Travel sites still say that Google is using its own algorithm to promote its flight searches and hiding those of competitors, while the search titan maintains that's the only way airlines wanted to do business. 

"The airlines told us that they would not give us [travel data] if we provided booking links to" online travel agencies, Jeremy Wertheimer, an ITA Software founder and now a Google vice president, said at an online travel conference last month according to the Wall Street Journal.
 
The travel industry outcry started last year when Google bought ITA Software for $700 million, the company from which most everyone gets their flight search information, and Microsoft, Expedia and Kayak began to lobby to stop the deal. Not surprisingly, when Google managed to clear the government antitrust probe and used a Google flight search without ITA's software, the travel sites are still unhappy with the deal. (Google has used ITA Software to create a flight search on its Android and iOS app OnTheFly, which is nothing short of great.)
 
Google, which has branched into travel, likely saw the buy as a supplementing its search services. But online travel agencies such as Expedia, and more importantly travel search engines such as Kayak, see the competition as deadly. 
 
It's true that Kayak has the most to lose here, because it has the least to offer.
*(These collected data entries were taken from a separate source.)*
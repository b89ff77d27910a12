//! Yearly series, ground-truth tables and country data ingestion

use crate::error::{ForecastError, Result};
use crate::utils::consecutive_years;
use serde::{Deserialize, Serialize};
use std::collections::BTreeMap;
use std::fs::File;
use std::path::Path;

/// One yearly observation
#[derive(Debug, Clone, Copy, PartialEq, Serialize, Deserialize)]
pub struct Observation {
    /// Calendar year
    pub year: i32,
    /// Observed count
    pub value: f64,
}

/// Immutable yearly count series with strictly increasing years
#[derive(Debug, Clone, PartialEq, Serialize)]
pub struct TimeSeries {
    /// Entity the series describes (e.g. a country)
    name: String,
    /// Observations in year order
    observations: Vec<Observation>,
}

impl TimeSeries {
    /// Create a series, checking year order and value validity
    pub fn new(name: impl Into<String>, observations: Vec<Observation>) -> Result<Self> {
        for pair in observations.windows(2) {
            if pair[1].year <= pair[0].year {
                return Err(ForecastError::DataError(format!(
                    "Years must be strictly increasing, found {} after {}",
                    pair[1].year, pair[0].year
                )));
            }
        }

        if let Some(bad) = observations
            .iter()
            .find(|o| !o.value.is_finite() || o.value < 0.0)
        {
            return Err(ForecastError::DataError(format!(
                "Value for {} must be a non-negative number, got {}",
                bad.year, bad.value
            )));
        }

        Ok(Self {
            name: name.into(),
            observations,
        })
    }

    /// Create a series from `(year, value)` pairs
    pub fn from_pairs<I>(name: impl Into<String>, pairs: I) -> Result<Self>
    where
        I: IntoIterator<Item = (i32, f64)>,
    {
        let observations = pairs
            .into_iter()
            .map(|(year, value)| Observation { year, value })
            .collect();
        Self::new(name, observations)
    }

    /// Name of the entity
    pub fn name(&self) -> &str {
        &self.name
    }

    /// Number of observations
    pub fn len(&self) -> usize {
        self.observations.len()
    }

    /// Whether the series has no observations
    pub fn is_empty(&self) -> bool {
        self.observations.is_empty()
    }

    /// Observations in year order
    pub fn observations(&self) -> &[Observation] {
        &self.observations
    }

    /// Years in order
    pub fn years(&self) -> Vec<i32> {
        self.observations.iter().map(|o| o.year).collect()
    }

    /// Values in year order
    pub fn values(&self) -> Vec<f64> {
        self.observations.iter().map(|o| o.value).collect()
    }

    /// First year, if any
    pub fn first_year(&self) -> Option<i32> {
        self.observations.first().map(|o| o.year)
    }

    /// Last year, if any
    pub fn last_year(&self) -> Option<i32> {
        self.observations.last().map(|o| o.year)
    }

    /// Value recorded for `year`
    pub fn value_at(&self, year: i32) -> Option<f64> {
        self.observations
            .binary_search_by_key(&year, |o| o.year)
            .ok()
            .map(|i| self.observations[i].value)
    }

    /// Split into the observations up to and including `year` and the rest
    pub fn split_at_year(&self, year: i32) -> (TimeSeries, TimeSeries) {
        let cut = self.observations.partition_point(|o| o.year <= year);
        let (head, tail) = self.observations.split_at(cut);
        (
            TimeSeries {
                name: self.name.clone(),
                observations: head.to_vec(),
            },
            TimeSeries {
                name: self.name.clone(),
                observations: tail.to_vec(),
            },
        )
    }

    /// The `steps` years following the last observation
    pub fn future_years(&self, steps: usize) -> Result<Vec<i32>> {
        let last = self.last_year().ok_or_else(|| {
            ForecastError::DataError("Cannot extend an empty series".to_string())
        })?;
        Ok(consecutive_years(last + 1, steps))
    }
}

/// Source of aggregated yearly series for one entity
pub trait SeriesProvider {
    /// Series for `entity`
    fn series(&self, entity: &str) -> Result<TimeSeries>;
}

/// Actual values for validation years, supplied as external reference data
#[derive(Debug, Clone, PartialEq, Default, Serialize, Deserialize)]
#[serde(transparent)]
pub struct GroundTruthTable {
    values: BTreeMap<i32, f64>,
}

impl GroundTruthTable {
    /// Empty table
    pub fn new() -> Self {
        Self::default()
    }

    /// Build a table from `(year, actual)` pairs
    pub fn from_pairs<I>(pairs: I) -> Result<Self>
    where
        I: IntoIterator<Item = (i32, f64)>,
    {
        let mut table = Self::new();
        for (year, value) in pairs {
            table.insert(year, value)?;
        }
        Ok(table)
    }

    /// Curated suicide counts for Japan, 2021-2024
    pub fn japan_reference() -> Self {
        Self {
            values: BTreeMap::from([
                (2021, 20291.0),
                (2022, 21881.0),
                (2023, 21837.0),
                (2024, 20268.0),
            ]),
        }
    }

    /// Built-in table for `country`.
    ///
    /// Only Japan has curated figures; every other country needs an
    /// explicit table.
    pub fn reference_for(country: &str) -> Result<Self> {
        if country.eq_ignore_ascii_case("Japan") {
            Ok(Self::japan_reference())
        } else {
            Err(ForecastError::ConfigurationError(format!(
                "--ground-truth is required for {}",
                country
            )))
        }
    }

    /// Load a `{"2021": 20291, ...}` JSON table
    pub fn from_json_file<P: AsRef<Path>>(path: P) -> Result<Self> {
        let file = File::open(path)?;
        let table: GroundTruthTable = serde_json::from_reader(file)?;
        if let Some((year, value)) = table.values.iter().find(|(_, v)| !v.is_finite()) {
            return Err(ForecastError::DataError(format!(
                "Ground truth for {} is not a number: {}",
                year, value
            )));
        }
        Ok(table)
    }

    /// Add or replace the actual value for `year`
    pub fn insert(&mut self, year: i32, value: f64) -> Result<()> {
        if !value.is_finite() {
            return Err(ForecastError::DataError(format!(
                "Ground truth for {} must be finite, got {}",
                year, value
            )));
        }
        self.values.insert(year, value);
        Ok(())
    }

    /// Actual value for `year`
    pub fn get(&self, year: i32) -> Option<f64> {
        self.values.get(&year).copied()
    }

    /// Actual value for `year`, or a configuration error naming the gap
    pub fn require(&self, year: i32) -> Result<f64> {
        self.get(year).ok_or_else(|| {
            ForecastError::ConfigurationError(format!("No ground truth supplied for {}", year))
        })
    }

    /// Years with a value, ascending
    pub fn years(&self) -> Vec<i32> {
        self.values.keys().copied().collect()
    }

    /// Number of entries
    pub fn len(&self) -> usize {
        self.values.len()
    }

    /// Whether the table is empty
    pub fn is_empty(&self) -> bool {
        self.values.is_empty()
    }
}

/// Row of the combined per-country dataset
#[derive(Debug, Deserialize)]
struct CountryRecord {
    #[serde(rename = "Country Name")]
    country: String,
    #[serde(rename = "Year")]
    year: i32,
    #[serde(rename = "No of Suicides")]
    suicides: Option<f64>,
}

/// Row of an aggregated yearly file
#[derive(Debug, Serialize)]
struct AggregatedRecord {
    #[serde(rename = "Year")]
    year: i32,
    #[serde(rename = "No of Suicides")]
    suicides: f64,
}

/// Per-country yearly totals loaded from the combined dataset
#[derive(Debug, Clone, Default)]
pub struct CountryDataset {
    /// country -> year -> summed count
    totals: BTreeMap<String, BTreeMap<i32, f64>>,
}

impl CountryDataset {
    /// Load the combined CSV and aggregate counts per country and year.
    ///
    /// Columns other than `Country Name`, `Year` and `No of Suicides` are
    /// ignored, as are rows with an empty count.
    pub fn from_csv<P: AsRef<Path>>(path: P) -> Result<Self> {
        let file = File::open(path)?;
        Self::from_reader(file)
    }

    /// Load the combined dataset from any reader
    pub fn from_reader<R: std::io::Read>(reader: R) -> Result<Self> {
        let mut csv_reader = csv::ReaderBuilder::new()
            .has_headers(true)
            .trim(csv::Trim::All)
            .from_reader(reader);

        let mut totals: BTreeMap<String, BTreeMap<i32, f64>> = BTreeMap::new();
        let mut rows = 0usize;

        for record in csv_reader.deserialize() {
            let record: CountryRecord = record?;
            rows += 1;
            let Some(count) = record.suicides else {
                continue;
            };
            *totals
                .entry(record.country)
                .or_default()
                .entry(record.year)
                .or_insert(0.0) += count;
        }

        tracing::debug!(rows, countries = totals.len(), "loaded combined dataset");

        Ok(Self { totals })
    }

    /// Countries present in the dataset
    pub fn countries(&self) -> Vec<&str> {
        self.totals.keys().map(String::as_str).collect()
    }

    /// Yearly totals summed over every country.
    ///
    /// A year appears once any country reports a count for it.
    pub fn global_series(&self) -> Result<TimeSeries> {
        let mut totals: BTreeMap<i32, f64> = BTreeMap::new();
        for years in self.totals.values() {
            for (&year, &value) in years {
                *totals.entry(year).or_insert(0.0) += value;
            }
        }
        TimeSeries::from_pairs("Global", totals)
    }

    /// Yearly totals for one country
    pub fn series_for(&self, country: &str) -> Result<TimeSeries> {
        let years = self.totals.get(country).ok_or_else(|| {
            ForecastError::DataError(format!("Country '{}' not found in dataset", country))
        })?;
        TimeSeries::from_pairs(country, years.iter().map(|(&y, &v)| (y, v)))
    }
}

impl SeriesProvider for CountryDataset {
    fn series(&self, entity: &str) -> Result<TimeSeries> {
        self.series_for(entity)
    }
}

/// Write a `Year,No of Suicides` file for an aggregated series
pub fn write_aggregated_csv<P: AsRef<Path>>(series: &TimeSeries, path: P) -> Result<()> {
    let mut writer = csv::Writer::from_path(path)?;
    for o in series.observations() {
        writer.serialize(AggregatedRecord {
            year: o.year,
            suicides: o.value,
        })?;
    }
    writer.flush()?;
    Ok(())
}
// Runs the full pipeline on a synthetic series shaped like Japan's 1950-2020 counts
use rand::rngs::StdRng;
use rand::SeedableRng;
use rand_distr::{Distribution, Normal};
use suicide_forecast::{
    ForecastPipeline, GroundTruthTable, PipelineConfig, PipelineReport, TimeSeries,
};

fn main() -> Result<(), Box<dyn std::error::Error>> {
    let mut rng = StdRng::seed_from_u64(42);
    let noise = Normal::new(0.0, 400.0)?;

    let training = TimeSeries::from_pairs(
        "Japan (synthetic)",
        (1950..=2020).map(|year| {
            let trend = if year <= 1998 {
                16_000.0 + 330.0 * (year - 1950) as f64
            } else {
                31_800.0 - 500.0 * (year - 1998) as f64
            };
            let cycle = 1_000.0 * (2.0 * std::f64::consts::PI * (year - 1950) as f64 / 12.0).sin();
            (year, trend + cycle + noise.sample(&mut rng))
        }),
    )?;

    println!("Training on {} years", training.len());

    let pipeline = ForecastPipeline::new(PipelineConfig::default())?;
    let outcome = pipeline.run(&training, &GroundTruthTable::japan_reference())?;

    print!("{}", PipelineReport::from_outcome(&outcome).render_text());
    Ok(())
}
At least Orbitz and Expedia are travel agencies that sell airlines, trips and hotel rooms (and make most of their money from hotels,) but Kayak made itself simply an online tool to aggregate travel information. In a face off between aggregators -- a small, narrowly-focused aggregator doesn't stand a chance against Google's almighty algorithm. Is that fair? We suppose it depends on whom you ask.
 
Google's search engine was started 13 years ago, long before Kayak's travel search started in 2004. So isn't it simply a matter of Kayak having a poor business model from the beginning? Of course, that idea will be batted away for now because the company is desperately trying to launch an  IPO before anyone sees that this startup isn't viable in the long term.